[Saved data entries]

+===+

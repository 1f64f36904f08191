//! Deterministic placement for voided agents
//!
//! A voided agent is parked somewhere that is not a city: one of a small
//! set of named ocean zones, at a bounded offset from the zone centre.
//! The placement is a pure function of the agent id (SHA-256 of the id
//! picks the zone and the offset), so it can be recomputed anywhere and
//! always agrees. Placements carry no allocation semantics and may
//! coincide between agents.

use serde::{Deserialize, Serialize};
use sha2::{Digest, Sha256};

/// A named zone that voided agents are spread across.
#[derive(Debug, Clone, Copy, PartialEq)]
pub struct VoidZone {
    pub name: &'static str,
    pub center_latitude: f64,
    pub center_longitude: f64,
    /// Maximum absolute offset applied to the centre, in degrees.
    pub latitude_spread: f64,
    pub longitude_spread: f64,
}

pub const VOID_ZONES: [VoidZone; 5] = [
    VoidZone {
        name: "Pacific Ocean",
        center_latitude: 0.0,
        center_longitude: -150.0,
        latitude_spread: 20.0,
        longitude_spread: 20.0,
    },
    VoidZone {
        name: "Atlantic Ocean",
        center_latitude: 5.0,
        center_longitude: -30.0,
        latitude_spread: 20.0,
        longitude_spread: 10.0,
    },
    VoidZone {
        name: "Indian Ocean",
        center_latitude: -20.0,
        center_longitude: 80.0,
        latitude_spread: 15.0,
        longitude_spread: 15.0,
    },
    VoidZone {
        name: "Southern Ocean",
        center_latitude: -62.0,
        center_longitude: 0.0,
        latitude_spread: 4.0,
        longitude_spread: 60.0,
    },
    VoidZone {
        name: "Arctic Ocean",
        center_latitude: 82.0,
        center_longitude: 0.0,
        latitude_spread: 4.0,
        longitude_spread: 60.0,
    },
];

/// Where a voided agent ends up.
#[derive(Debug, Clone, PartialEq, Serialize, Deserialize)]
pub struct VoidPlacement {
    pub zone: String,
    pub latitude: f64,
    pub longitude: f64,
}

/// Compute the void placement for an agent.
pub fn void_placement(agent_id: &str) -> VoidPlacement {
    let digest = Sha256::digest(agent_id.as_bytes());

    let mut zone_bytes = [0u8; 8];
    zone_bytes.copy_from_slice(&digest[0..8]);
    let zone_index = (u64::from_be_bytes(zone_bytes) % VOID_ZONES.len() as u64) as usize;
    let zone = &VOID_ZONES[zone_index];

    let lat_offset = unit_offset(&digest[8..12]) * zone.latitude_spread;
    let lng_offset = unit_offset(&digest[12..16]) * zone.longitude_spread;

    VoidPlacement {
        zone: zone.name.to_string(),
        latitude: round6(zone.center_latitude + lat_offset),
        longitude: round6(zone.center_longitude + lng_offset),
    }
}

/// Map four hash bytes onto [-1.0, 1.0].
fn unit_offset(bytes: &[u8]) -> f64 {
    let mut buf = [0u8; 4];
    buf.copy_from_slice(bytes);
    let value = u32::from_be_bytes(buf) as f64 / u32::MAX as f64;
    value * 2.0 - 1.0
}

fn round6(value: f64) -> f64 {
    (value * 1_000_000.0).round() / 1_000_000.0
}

+===+

**What needs to be done**
From the line containing "longitude: round6(zone.center_longitude +" down to the last line of the records above, print every line exactly, with both ends kept.

**Output for this exercise**
        longitude: round6(zone.center_longitude + lng_offset),
    }
}

/// Map four hash bytes onto [-1.0, 1.0].
fn unit_offset(bytes: &[u8]) -> f64 {
    let mut buf = [0u8; 4];
    buf.copy_from_slice(bytes);
    let value = u32::from_be_bytes(buf) as f64 / u32::MAX as f64;
    value * 2.0 - 1.0
}

fn round6(value: f64) -> f64 {
    (value * 1_000_000.0).round() / 1_000_000.0
}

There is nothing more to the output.